Don't get discouraged!!! If you keep working at anything, you WILL get better! As I probably mentioned somewhere in these lessons, ear training comes pretty easily for some people and not others. We all have different natural strengths and weaknesses. Focus on your weaknesses when practicing and capitalize on your strengths when performing - even if it's just for yourself, a handful of friends, family, etc.

jimmyzriffjimmyzriff replied on September 12th, 2012

Thanks for the advice. I will do just that.

kingpinned89kingpinned89 replied on May 17th, 2012

Basically i mug up the chords and play them and identify them with the quiz .. ??

mattbrownmattbrown replied on May 20th, 2012

That's actually kind of the opposite of what you want to do...You just want to take the quiz and identify the quality of chord you're hearing...Don't look at the answers first...If you don't do well, don't worry about it! that's just a good indicator of something to work on.

kingpinned89kingpinned89 replied on May 17th, 2012

Hey matt.. I guess there are many types of chords of the same name .. so say i learn a G major .. there are many ways to play that .. so for the ear training purpose i may as well 'by heart' the chords given in the supplemental content and then proceed to the ear training ? IS that a good enuff way ? but it wont give me broad knowledge of indentification by ear am i right?

guitarsenninguitarsennin replied on May 18th, 2013

this lesson is just for identifying the chord "quality". So regardless of voicing, a dominant 7 chord SHOULD give the same sort of "bluesy" feeling, regardless of the voicing, and a major chord should sound "bright" and sort of umm...optimistic? So regardless of how the chord is voiced, you should aim to be able to guess the chord quality by ear. Later on is when you can get into "intervals" and use those to figure out chord voicings/inversions. For now, just focus on being able to tell what kind of chord it is.

yatta 428yatta 428 replied on May 9th, 2012

38/45 not too bad I think.

mattbrownmattbrown replied on May 11th, 2012

Nice work! Always room for improvement...

kingpinned89kingpinned89 replied on May 4th, 2012

hey matt very helpful lesson .. I went around the first quiz and got about 6-7 right of the 15 questions .. Anyway how do i work on knowing the names and types of different chords for the other quizzes.. ? What do you think is the best approach for learning chords .. ? Before starting the other lessons i need to know the chords and i have always found learning the CAGED system a bit hard.. Do reply as i am interested in your quizz and ear training lessons :)

mattbrownmattbrown replied on May 4th, 2012

Well, I think you'll personally have a way easier time with the ear training quizzes if you know how to play these chords and are already familiar with what they sound like...At this point, I would probably focus your time on learning the basic open chords and playing them musically in chord progressions. Then I'd suggest return to the ear training stuff...I think you'll find it a lot easier...When I first started, I worked through a book called Progressive Rhythm Guitar ( that really helped me...The more vocabulary you know (chords, scales, etc.) the easier the ear training will become and vice versa.

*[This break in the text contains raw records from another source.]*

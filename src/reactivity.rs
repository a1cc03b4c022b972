//! Reactivity properties: conjunctions of `GF f -> GF g`.
//!
//! A conjunct fails iff some reachable cycle visits `f` and never `g`. The
//! recur set starts as the reachable `f ∧ ¬g` states and is shrunk to the
//! states that can reach it again through `¬g` states, until it is either
//! empty (the conjunct holds) or reproduces itself (it fails).

use log::{debug, info, trace};

use crate::algebra::SymbolicEngine;
use crate::checker::{Session, Verdict};
use crate::classify::match_reactivity;
use crate::error::{Inconsistency, Result};
use crate::fixpoint::{step_input, walk_back, Path};
use crate::formula::Formula;
use crate::trace::Trace;

pub fn check_reactivity<E: SymbolicEngine>(session: &Session<'_, E>, formula: &Formula) -> Result<Verdict> {
    let Some(terms) = match_reactivity(formula) else {
        return Ok(Verdict::NotApplicable);
    };

    for (i, (f, g)) in terms.into_iter().enumerate() {
        if let Some(trace) = check_term(session, f, g)? {
            info!(
                "reactivity {} violated by conjunct {} (GF {} -> GF {})",
                formula, i, f, g
            );
            return Ok(Verdict::Violated(trace));
        }
        debug!("reactivity: conjunct {} holds", i);
    }

    info!("reactivity {} holds", formula);
    Ok(Verdict::Satisfied)
}

/// Checks one `GF f -> GF g` term, returning a witness on failure.
fn check_term<E: SymbolicEngine>(session: &Session<'_, E>, f: &Formula, g: &Formula) -> Result<Option<Trace>> {
    let engine = session.engine();
    let reach = session.reachability();
    let not_g = engine.complement(&session.eval(g)?);
    let bad = engine.intersect(&session.eval(f)?, &not_g);

    let mut recur = engine.intersect(reach.reached(), &bad);
    let mut iteration = 0;
    while !engine.is_empty(&recur) {
        let (pre_reach, covers) = backward_within(engine, &recur, &not_g);
        if covers {
            debug!("reactivity: recur set stable after {} iterations", iteration);
            return witness(session, &recur, &pre_reach).map(Some);
        }
        recur = engine.intersect(&recur, &pre_reach);
        iteration += 1;
        debug!(
            "reactivity: recur iteration {}: {:?} states, {:?} nodes",
            iteration,
            engine.count_states(&recur),
            engine.node_count(&recur)
        );
    }
    Ok(None)
}

/// States that reach `recur` in one or more steps through `not_g` states.
///
/// The second component is `true` as soon as the result contains `recur`,
/// in which case the exploration stops early.
fn backward_within<E: SymbolicEngine>(engine: &E, recur: &E::Set, not_g: &E::Set) -> (E::Set, bool) {
    let mut pre_reach = engine.empty();
    let mut new = engine.intersect(&engine.pre(recur), not_g);
    while !engine.is_empty(&new) {
        pre_reach = engine.union(&pre_reach, &new);
        if engine.entails(recur, &pre_reach) {
            return (pre_reach, true);
        }
        new = engine.difference(&engine.intersect(&engine.pre(&new), not_g), &pre_reach);
    }
    (pre_reach, false)
}

/// A state of `recur` together with the forward layers, inside `pre_reach`,
/// through which it reaches itself again.
struct Knot<E: SymbolicEngine> {
    state: E::State,
    frontiers: Vec<E::Set>,
}

/// Searches `recur` for a state that reaches itself within `pre_reach`.
///
/// A failed attempt restarts from the deepest forward layer that still meets
/// `recur`, so a chain of recur states leading into a cycle costs a single
/// retry rather than one per state.
fn find_knot<E: SymbolicEngine>(
    engine: &E,
    recur: &E::Set,
    pre_reach: &E::Set,
    max_attempts: usize,
) -> Result<Knot<E>> {
    let mut s = engine
        .pick_one_state(recur)
        .ok_or_else(|| Inconsistency::EmptyPick.report())?;

    for attempt in 0..max_attempts {
        let s_set = engine.state_set(&s);
        let mut frontiers = Vec::new();
        let mut reached = engine.empty();
        let mut new = engine.intersect(&engine.post(&s_set), pre_reach);
        while !engine.is_empty(&new) {
            frontiers.push(new.clone());
            reached = engine.union(&reached, &new);
            new = engine.difference(&engine.intersect(&engine.post(&new), pre_reach), &reached);
        }

        if engine.intersects(&s_set, &engine.intersect(&reached, recur)) {
            debug!("knot found after {} attempts", attempt + 1);
            return Ok(Knot { state: s, frontiers });
        }
        trace!("knot attempt {} failed after {} layers", attempt + 1, frontiers.len());
        let deepest = frontiers
            .iter()
            .rev()
            .map(|layer| engine.intersect(layer, recur))
            .find(|candidates| !engine.is_empty(candidates))
            .ok_or_else(|| Inconsistency::EmptyPick.report())?;
        s = engine
            .pick_one_state(&deepest)
            .ok_or_else(|| Inconsistency::EmptyPick.report())?;
    }

    Err(Inconsistency::KnotNotFound {
        attempts: max_attempts,
    }
    .report())
}

/// Lasso witness: shortest prefix to a knot, then the knot's cycle.
fn witness<E: SymbolicEngine>(session: &Session<'_, E>, recur: &E::Set, pre_reach: &E::Set) -> Result<Trace> {
    let engine = session.engine();
    let Knot { state: s, frontiers } = find_knot(engine, recur, pre_reach, session.config().max_knot_attempts)?;
    let s_set = engine.state_set(&s);

    let k = frontiers
        .iter()
        .position(|layer| engine.intersects(layer, &s_set))
        .ok_or_else(|| Inconsistency::BrokenCycle.report())?;
    let back = walk_back(engine, &frontiers[..k], s.clone());
    if !engine.intersects(&engine.post(&s_set), &engine.state_set(back.first())) {
        return Err(Inconsistency::BrokenCycle.report());
    }
    let mut cycle = Path::new(s.clone());
    cycle.push(step_input(engine, &s, back.first()), back.first().clone());
    cycle.extend(back);

    let mut path = session
        .reachability()
        .path_to(engine, &s)
        .ok_or_else(|| Inconsistency::UnreachableState.report())?;
    let loop_back = path.len() - 1;
    path.extend(cycle);

    Ok(path.into_trace(engine, Some(loop_back)))
}
use std::fmt::{Display, Formatter};
use std::ops::Neg;

/// Handle to a BDD node, possibly through a complemented edge.
///
/// The magnitude is the node index in the manager's table, the sign carries
/// the complement bit. Index `1` is the terminal, so `+1` is `true` and `-1`
/// is `false`.
#[derive(Debug, Copy, Clone, Eq, PartialEq, Ord, PartialOrd, Hash)]
pub struct Ref(i32);

impl Ref {
    /// Sentinel for "not set yet", never produced by the manager.
    pub const INVALID: Ref = Ref(0);

    pub const fn positive(index: u32) -> Self {
        Self(index as i32)
    }

    pub const fn is_negated(self) -> bool {
        self.0 < 0
    }

    pub const fn negate(self) -> Self {
        Self(-self.0)
    }

    /// Strip the complement bit.
    pub const fn regular(self) -> Self {
        Self(self.0.abs())
    }

    /// Raw signed representation.
    pub const fn raw(self) -> i32 {
        self.0
    }

    /// Index of the referenced node.
    pub const fn index(self) -> u32 {
        self.0.unsigned_abs()
    }

    /// Injective mapping into `u64`, used for hashing.
    pub(crate) const fn as_lit(self) -> u64 {
        ((self.0.unsigned_abs() as u64) << 1) | (self.0 < 0) as u64
    }
}

impl Neg for Ref {
    type Output = Self;

    fn neg(self) -> Self::Output {
        self.negate()
    }
}

impl Display for Ref {
    fn fmt(&self, f: &mut Formatter<'_>) -> std::fmt::Result {
        write!(f, "{}@{}", if self.is_negated() { "~" } else { "" }, self.index())
    }
}
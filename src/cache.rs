use std::cell::Cell;

use crate::reference::Ref;
use crate::utils::{pair, triple, KeyHash};

struct Entry<K, V> {
    key: K,
    value: V,
}

/// Direct-mapped computed table.
///
/// Each key hashes to exactly one slot; a newer entry simply overwrites the
/// older one. The full key is stored, so a hash collision is a miss and never
/// a wrong answer.
pub struct Cache<K, V> {
    data: Vec<Option<Entry<K, V>>>,
    bitmask: u64,
    hits: Cell<usize>,
    misses: Cell<usize>,
}

impl<K, V> Cache<K, V> {
    /// Create a new table of size `2^bits`.
    pub fn new(bits: usize) -> Self {
        assert!(bits <= 31, "Bits should be in the range 0..=31");

        let size = 1 << bits;
        Self {
            data: std::iter::repeat_with(|| None).take(size).collect(),
            bitmask: (size - 1) as u64,
            hits: Cell::new(0),
            misses: Cell::new(0),
        }
    }

    pub fn hits(&self) -> usize {
        self.hits.get()
    }

    pub fn misses(&self) -> usize {
        self.misses.get()
    }

    pub fn clear(&mut self) {
        self.data.fill_with(|| None);
    }
}

impl<K, V> Cache<K, V>
where
    K: KeyHash + Eq,
{
    fn index(&self, key: &K) -> usize {
        (key.key_hash() & self.bitmask) as usize
    }

    /// Get the cached result.
    pub fn get(&self, key: &K) -> Option<&V> {
        match &self.data[self.index(key)] {
            Some(entry) if &entry.key == key => {
                self.hits.set(self.hits.get() + 1);
                Some(&entry.value)
            }
            _ => {
                self.misses.set(self.misses.get() + 1);
                None
            }
        }
    }

    /// Insert a result into the cache.
    pub fn insert(&mut self, key: K, value: V) {
        let index = self.index(&key);
        self.data[index] = Some(Entry { key, value });
    }
}

impl KeyHash for Ref {
    fn key_hash(&self) -> u64 {
        self.as_lit()
    }
}

impl KeyHash for (Ref, Ref) {
    fn key_hash(&self) -> u64 {
        pair(self.0.as_lit(), self.1.as_lit())
    }
}

impl KeyHash for (Ref, Ref, Ref) {
    fn key_hash(&self) -> u64 {
        triple(self.0.as_lit(), self.1.as_lit(), self.2.as_lit())
    }
}

#[cfg(test)]
mod tests {
    use super::*;

    #[test]
    fn test_ref_keys() {
        let (a, b, c) = (Ref::positive(2), Ref::positive(3), -Ref::positive(3));
        let mut cache = Cache::new(4);

        cache.insert((a, b, c), b);
        cache.insert((a, c, b), c);
        assert_eq!(cache.get(&(a, b, c)), Some(&b));
        assert_eq!(cache.get(&(a, c, b)), Some(&c));
        assert_eq!(cache.get(&(b, a, c)), None);

        cache.clear();
        assert_eq!(cache.get(&(a, b, c)), None);
        assert_eq!(cache.hits(), 2);
        assert_eq!(cache.misses(), 2);
    }

    #[test]
    fn test_collision_is_a_miss() {
        // With a single slot every key collides.
        let mut cache = Cache::<(u64, u64), i32>::new(0);
        cache.insert((1, 2), 10);
        cache.insert((5, 7), 20);
        assert_eq!(cache.get(&(1, 2)), None);
        assert_eq!(cache.get(&(5, 7)), Some(&20));
        assert_eq!(cache.hits(), 1);
        assert_eq!(cache.misses(), 1);
    }
}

dranak992dranak992 replied on April 19th, 2012

If you have something like Am/C is that a major or minor chord? Major right?

mattbrownmattbrown replied on April 20th, 2012

Nope...that's a minor chord. If it has minor in the name, it's minor. Half diminished seventh chords are an exception...Those are often called "minor seven (flat five)" chords...I'm guessing Am/C might be tripping you up due to it's similarity to a C6 voicing (C, E, G, A)...These are the exact same notes as Am7, just in a different order. Also, the fifth within a major sixth chord (the G note in C6 for example) is often omitted...When that happens, you're left with the notes (C, E, A), which are the exact same notes in an A minor triad...The way in which you name the chord (C6 vs Am) depends on the way the chord is functioning within a musical context...For instance, if the progression is a I IV V in C, and the group of notes C, E, A are used as the first chord, we'd call it a C6 chord instead of Am, since the chord is functioning in the progression as some sort of C (I or tonic) in the progression.

rsg440rsg440 replied on March 4th, 2012

Thanks Matt, I missed 10 out of 45 and see my weakness. Great lesson and I hope to be at 100% soon.

mattbrownmattbrown replied on March 8th, 2012

Hey! 10 out of 45 is a pretty common score when you first get started. Keep up the practice and you'll get there! Learn to play by ear just as much as you learn materials from reading music/tablature.

rsg440rsg440 replied on March 4th, 2012

Enter your comment here.

dleach52dleach52 replied on January 4th, 2012

I've never done ear training but got 100% on the last quiz!!! pretty pumped

mattbrownmattbrown replied on January 4th, 2012

Nice! Some people definitely are just naturally better at this kind of stuff...You must be one of those people.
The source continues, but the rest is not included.